Brides In the Dark transforms the fairy-tale marriage into a Gothic fable about secrets and patriarchal control, where the harpy bride proves less monstrous than the men who clip her wings.
Using the lure his mother gave him, Patrick succeeds in ensnaring a harpy, but when the feisty beast reveals his mother’s true name it unnerves him. Unable to go through with severing the harpy’s wings, the two cut an unprecedented bargain: if Patrick agrees to take the harpy—who calls herself Stella—to see his mother, Stella will submit to being his bride. Transforming during the daylight hours into a normal human woman, Stella returns to Blackfrye with Patrick, but her arrival immediately sets off a chain of events that upends everything Patrick believed he knew about his home, his family—and himself.
Subtitled A New Fairy Tale, Brides In the Dark effortlessly evokes the dreamy, dusky atmosphere of the classic fable. Mohr’s prose possesses a poetic quality perfectly suited to the story, with Gothic flourishes and memorable turns of phrase that linger long after the last line has been read. Theme-wise, the novella is about secrets. Whether kept to protect oneself or another, secrets have the power to destroy; both of Patrick’s parents keep their true natures secret from him, and the result transforms not only his image of each, but the entirety of the life he once knew.
In this way, secrets can be equated with, if not lies, than withheld truth. Indeed, the only character who is completely honest with Patrick is Stella—technically a monster—and though the truths she reveals about his mother and grandmother are devastating to him, they also illuminate the extent of Old Matthew’s wrongdoing. Manipulative and cunning, Matthew’s lust for control and eagerness for violence is the physical embodiment of patriarchal dominance, and through the course of the story he is revealed to be more monstrous than Stella and her inhuman ilk.
At a brisk 87 pages, with its well-drawn characters, intriguing twists, and gloomy ambiance, Brides In The Dark will leave readers wanting more of Mohr’s creations, and it’s for that reason that I grant it a perfectly respectable 3.5 (Out of 5) on my Fang Scale.
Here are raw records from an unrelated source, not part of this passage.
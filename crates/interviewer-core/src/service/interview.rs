use std::sync::Arc;

use uuid::Uuid;

use crate::{
  Error, Result,
  access::verify_interview_access,
  interview::{Interview, InterviewPatch, NewInterview},
  store::{DocumentRepository, InterviewRepository},
};

/// Authorized CRUD over interviews, including the document cascade on delete.
pub struct InterviewService<S> {
  store: Arc<S>,
}

impl<S> Clone for InterviewService<S> {
  fn clone(&self) -> Self { Self { store: self.store.clone() } }
}

impl<S> InterviewService<S>
where
  S: InterviewRepository + DocumentRepository,
{
  pub fn new(store: Arc<S>) -> Self { Self { store } }

  /// Create an interview owned by `user_id`.
  pub async fn create(
    &self,
    user_id: Uuid,
    title: String,
    description: Option<String>,
  ) -> Result<Interview> {
    let interview = self
      .store
      .create_interview(NewInterview {
        owner_user_id: user_id,
        title,
        description,
      })
      .await
      .map_err(Error::store)?;
    tracing::debug!(interview_id = %interview.id, %user_id, "interview created");
    Ok(interview)
  }

  /// The owner filter is the authorization; this cannot be refused.
  pub async fn list_by_user(&self, user_id: Uuid) -> Result<Vec<Interview>> {
    self
      .store
      .list_interviews_by_user(user_id)
      .await
      .map_err(Error::store)
  }

  pub async fn get_by_id(&self, id: Uuid, user_id: Uuid) -> Result<Interview> {
    verify_interview_access(&*self.store, id, user_id).await
  }

  pub async fn update(
    &self,
    id: Uuid,
    user_id: Uuid,
    patch: InterviewPatch,
  ) -> Result<Interview> {
    verify_interview_access(&*self.store, id, user_id).await?;

    self
      .store
      .update_interview(id, patch)
      .await
      .map_err(Error::store)?
      .ok_or(Error::InterviewNotFound { interview_id: id })
  }

  /// Delete the interview after deleting each of its documents, one at a
  /// time. Not transactional: a failure part-way leaves the remaining
  /// documents and the interview in place.
  pub async fn delete(&self, id: Uuid, user_id: Uuid) -> Result<()> {
    verify_interview_access(&*self.store, id, user_id).await?;

    let documents = self
      .store
      .list_documents_by_interview(id)
      .await
      .map_err(Error::store)?;
    let count = documents.len();
    for document in documents {
      self
        .store
        .delete_document(document.id)
        .await
        .map_err(Error::store)?;
    }

    let removed = self.store.delete_interview(id).await.map_err(Error::store)?;
    if !removed {
      return Err(Error::InterviewNotFound { interview_id: id });
    }

    tracing::info!(interview_id = %id, documents = count, "interview deleted");
    Ok(())
  }
}
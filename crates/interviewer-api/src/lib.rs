//! JSON REST API for the interviewer services.
//!
//! Exposes two axum [`Router`]s backed by any [`Store`]:
//!
//! - [`api_router`]: the resource routes. Every route acts on behalf of the
//!   user named by the identity header (see [`auth`]).
//! - [`login_router`]: `POST /auth/sign-in`, unauthenticated, for the login
//!   collaborator only. Bind it where the public cannot reach it.
//!
//! TLS and the login handshake are the caller's responsibility.
//!
//! # Mounting
//!
//! ```rust,ignore
//! let public = Router::new().nest("/api", interviewer_api::api_router(state.clone()));
//! let internal = interviewer_api::login_router(state);
//! ```

pub mod auth;
pub mod documents;
pub mod error;
pub mod interviews;
pub mod messages;
pub mod takes;
pub mod users;

use std::sync::Arc;

use axum::{
  Router,
  http::HeaderName,
  routing::{get, post},
};
use interviewer_core::{
  fallback::Fallback,
  service::{Policies, Services},
  store::Store,
};
use tower_http::trace::TraceLayer;

pub use auth::{ActingUser, DEFAULT_IDENTITY_HEADER};
pub use error::ApiError;

// ─── Application state ────────────────────────────────────────────────────────

/// Shared state threaded through all handlers.
pub struct AppState<S> {
  pub services:        Services<Fallback<S>>,
  /// Header carrying the acting user's id, set by the upstream auth layer.
  pub identity_header: Arc<HeaderName>,
}

impl<S> Clone for AppState<S> {
  fn clone(&self) -> Self {
    Self {
      services:        self.services.clone(),
      identity_header: self.identity_header.clone(),
    }
  }
}

impl<S: Store> AppState<S> {
  pub fn new(store: Arc<S>, identity_header: HeaderName, policies: Policies) -> Self {
    Self {
      services:        Services::new(store, policies),
      identity_header: Arc::new(identity_header),
    }
  }
}

// ─── Router ───────────────────────────────────────────────────────────────────

/// Build the API router for `state`.
///
/// The returned `Router<()>` can be nested into any parent router regardless
/// of its own state type.
pub fn api_router<S>(state: AppState<S>) -> Router<()>
where
  S: Store + 'static,
{
  Router::new()
    // Interviews
    .route(
      "/interviews",
      get(interviews::list::<S>).post(interviews::create::<S>),
    )
    .route(
      "/interviews/{id}",
      get(interviews::get_one::<S>)
        .patch(interviews::update_one::<S>)
        .delete(interviews::delete_one::<S>),
    )
    // Documents
    .route(
      "/interviews/{id}/documents",
      get(documents::list::<S>).post(documents::create::<S>),
    )
    .route(
      "/documents/{id}",
      get(documents::get_one::<S>)
        .patch(documents::update_one::<S>)
        .delete(documents::delete_one::<S>),
    )
    // Takes
    .route(
      "/interviews/{id}/takes",
      get(takes::list::<S>).post(takes::create::<S>),
    )
    .route(
      "/takes/{id}",
      get(takes::get_one::<S>).patch(takes::update_stage::<S>),
    )
    // Messages
    .route(
      "/takes/{id}/messages",
      get(messages::list::<S>).post(messages::create::<S>),
    )
    // Users
    .route("/auth/me", get(users::me::<S>))
    .layer(TraceLayer::new_for_http())
    .with_state(state)
}

/// Build the router for the login collaborator.
///
/// Sign-in trusts its body, so whoever reaches this router can mint a user
/// for any external identity. Never merge it into [`api_router`]'s listener.
pub fn login_router<S>(state: AppState<S>) -> Router<()>
where
  S: Store + 'static,
{
  Router::new()
    .route("/auth/sign-in", post(users::sign_in::<S>))
    .layer(TraceLayer::new_for_http())
    .with_state(state)
}

/// Reject a missing or empty string field with the given message.
pub(crate) fn required(value: Option<String>, message: &str) -> Result<String, ApiError> {
  value
    .filter(|v| !v.is_empty())
    .ok_or_else(|| ApiError::BadRequest(message.to_string()))
}
//! Storage-failure handling between the services and a backend.
//!
//! [`Fallback`] wraps any store. Under [`StorageFailurePolicy::Degrade`] a
//! failed lookup reads as absent, a failed listing as empty, a failed update
//! as "no row" and a failed delete as "nothing removed", so callers see the
//! resource's own NotFound error. Creates always propagate: there is no
//! absent value for a row that was never written.

use std::sync::Arc;

use serde::Deserialize;
use uuid::Uuid;

use crate::{
  document::{Document, DocumentPatch, NewDocument},
  interview::{Interview, InterviewPatch, NewInterview},
  message::{Message, NewMessage},
  store::{
    DocumentRepository, InterviewRepository, MessageRepository, Repository,
    TakeRepository, UserRepository,
  },
  take::{NewTake, Take, TakeStage},
  user::{NewUser, User},
};

/// What a failed storage read, update or delete turns into.
#[derive(Debug, Clone, Copy, Default, PartialEq, Eq, Deserialize)]
#[serde(rename_all = "kebab-case")]
pub enum StorageFailurePolicy {
  /// Log at `error` and continue with the absent/empty result.
  #[default]
  Degrade,
  /// Surface the failure as [`Error::Store`](crate::Error::Store).
  Propagate,
}

/// A store whose non-create failures are handled per [`StorageFailurePolicy`].
pub struct Fallback<S> {
  inner:  Arc<S>,
  policy: StorageFailurePolicy,
}

impl<S> Fallback<S> {
  pub fn new(inner: Arc<S>, policy: StorageFailurePolicy) -> Self {
    Self { inner, policy }
  }

  pub fn policy(&self) -> StorageFailurePolicy { self.policy }
}

impl<S: Repository> Fallback<S> {
  fn recover<T: Default>(
    &self,
    op: &'static str,
    result: Result<T, S::Error>,
  ) -> Result<T, S::Error> {
    match result {
      Err(error) if self.policy == StorageFailurePolicy::Degrade => {
        tracing::error!(%error, op, "storage failure degraded to empty result");
        Ok(T::default())
      }
      other => other,
    }
  }
}

impl<S: Repository> Repository for Fallback<S> {
  type Error = S::Error;
}

impl<S: UserRepository> UserRepository for Fallback<S> {
  async fn get_user(&self, id: Uuid) -> Result<Option<User>, Self::Error> {
    self.recover("get_user", self.inner.get_user(id).await)
  }

  async fn get_user_by_external_id(
    &self,
    external_id: String,
  ) -> Result<Option<User>, Self::Error> {
    let result = self.inner.get_user_by_external_id(external_id).await;
    self.recover("get_user_by_external_id", result)
  }

  async fn create_user(&self, input: NewUser) -> Result<User, Self::Error> {
    self.inner.create_user(input).await
  }
}

impl<S: InterviewRepository> InterviewRepository for Fallback<S> {
  async fn get_interview(
    &self,
    id: Uuid,
  ) -> Result<Option<Interview>, Self::Error> {
    self.recover("get_interview", self.inner.get_interview(id).await)
  }

  async fn list_interviews_by_user(
    &self,
    owner_user_id: Uuid,
  ) -> Result<Vec<Interview>, Self::Error> {
    let result = self.inner.list_interviews_by_user(owner_user_id).await;
    self.recover("list_interviews_by_user", result)
  }

  async fn create_interview(
    &self,
    input: NewInterview,
  ) -> Result<Interview, Self::Error> {
    self.inner.create_interview(input).await
  }

  async fn update_interview(
    &self,
    id: Uuid,
    patch: InterviewPatch,
  ) -> Result<Option<Interview>, Self::Error> {
    self.recover("update_interview", self.inner.update_interview(id, patch).await)
  }

  async fn delete_interview(&self, id: Uuid) -> Result<bool, Self::Error> {
    self.recover("delete_interview", self.inner.delete_interview(id).await)
  }
}

impl<S: DocumentRepository> DocumentRepository for Fallback<S> {
  async fn get_document(&self, id: Uuid) -> Result<Option<Document>, Self::Error> {
    self.recover("get_document", self.inner.get_document(id).await)
  }

  async fn list_documents_by_interview(
    &self,
    interview_id: Uuid,
  ) -> Result<Vec<Document>, Self::Error> {
    let result = self.inner.list_documents_by_interview(interview_id).await;
    self.recover("list_documents_by_interview", result)
  }

  async fn create_document(
    &self,
    input: NewDocument,
  ) -> Result<Document, Self::Error> {
    self.inner.create_document(input).await
  }

  async fn update_document(
    &self,
    id: Uuid,
    patch: DocumentPatch,
  ) -> Result<Option<Document>, Self::Error> {
    self.recover("update_document", self.inner.update_document(id, patch).await)
  }

  async fn delete_document(&self, id: Uuid) -> Result<bool, Self::Error> {
    self.recover("delete_document", self.inner.delete_document(id).await)
  }
}

impl<S: TakeRepository> TakeRepository for Fallback<S> {
  async fn get_take(&self, id: Uuid) -> Result<Option<Take>, Self::Error> {
    self.recover("get_take", self.inner.get_take(id).await)
  }

  async fn list_takes_by_interview(
    &self,
    interview_id: Uuid,
  ) -> Result<Vec<Take>, Self::Error> {
    let result = self.inner.list_takes_by_interview(interview_id).await;
    self.recover("list_takes_by_interview", result)
  }

  async fn create_take(&self, input: NewTake) -> Result<Take, Self::Error> {
    self.inner.create_take(input).await
  }

  async fn update_take_stage(
    &self,
    id: Uuid,
    stage: TakeStage,
  ) -> Result<Option<Take>, Self::Error> {
    self.recover("update_take_stage", self.inner.update_take_stage(id, stage).await)
  }
}

impl<S: MessageRepository> MessageRepository for Fallback<S> {
  async fn list_messages_by_take(
    &self,
    take_id: Uuid,
  ) -> Result<Vec<Message>, Self::Error> {
    let result = self.inner.list_messages_by_take(take_id).await;
    self.recover("list_messages_by_take", result)
  }

  async fn create_message(
    &self,
    input: NewMessage,
  ) -> Result<Message, Self::Error> {
    self.inner.create_message(input).await
  }
}

#[cfg(test)]
mod tests {
  use super::*;
  use crate::flaky::{Fault, FlakyStore};
  use crate::memory::MemoryStore;

  fn failing(policy: StorageFailurePolicy) -> Fallback<FlakyStore> {
    Fallback::new(
      Arc::new(FlakyStore::new(MemoryStore::new(), Fault::FailAll)),
      policy,
    )
  }

  #[tokio::test]
  async fn degrade_turns_failures_into_absent_results() {
    let store = failing(StorageFailurePolicy::Degrade);
    let id = Uuid::new_v4();

    assert_eq!(store.get_interview(id).await.unwrap(), None);
    assert!(store.list_documents_by_interview(id).await.unwrap().is_empty());
    assert_eq!(
      store.update_take_stage(id, TakeStage::Interview).await.unwrap(),
      None
    );
    assert!(!store.delete_document(id).await.unwrap());
    assert!(store.list_messages_by_take(id).await.unwrap().is_empty());
  }

  #[tokio::test]
  async fn creates_fail_under_either_policy() {
    for policy in [StorageFailurePolicy::Degrade, StorageFailurePolicy::Propagate] {
      let store = failing(policy);
      let result = store
        .create_interview(NewInterview {
          owner_user_id: Uuid::new_v4(),
          title:         "I".into(),
          description:   None,
        })
        .await;
      assert!(result.is_err(), "{policy:?}");
    }
  }

  #[tokio::test]
  async fn propagate_keeps_failures() {
    let store = failing(StorageFailurePolicy::Propagate);
    assert!(store.get_document(Uuid::new_v4()).await.is_err());
    assert!(store.delete_interview(Uuid::new_v4()).await.is_err());
  }
}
This is one marriage that’s sure to stand the test of time.
Brides In The Dark by Jacob Steven Mohr
In Wicke, menfolk hunt their wives in the dim forests. On the Burning Coast, they snatch them from the sea. But in Patrick’s mountain village of Blackfrye, lonely boys lure their brides down from the night sky itself. And these, everybody knows—these make the happiest marriages of them all. But when the young shepherd scales the mountain to win a wife of his own, he gets almost more than he can handle with Stella. She’s got bats’ wings, for one—and a tongue far sharper than her yellow fangs.
And in exchange for her hand in wedlock, she wants something from Patrick in return…something that, once given, might turn his humble home upside-down forever. Can Patrick and his feral bride-on-the-wing find happiness in the world of men? Or will a silent horror rotting under Blackfrye consume them both?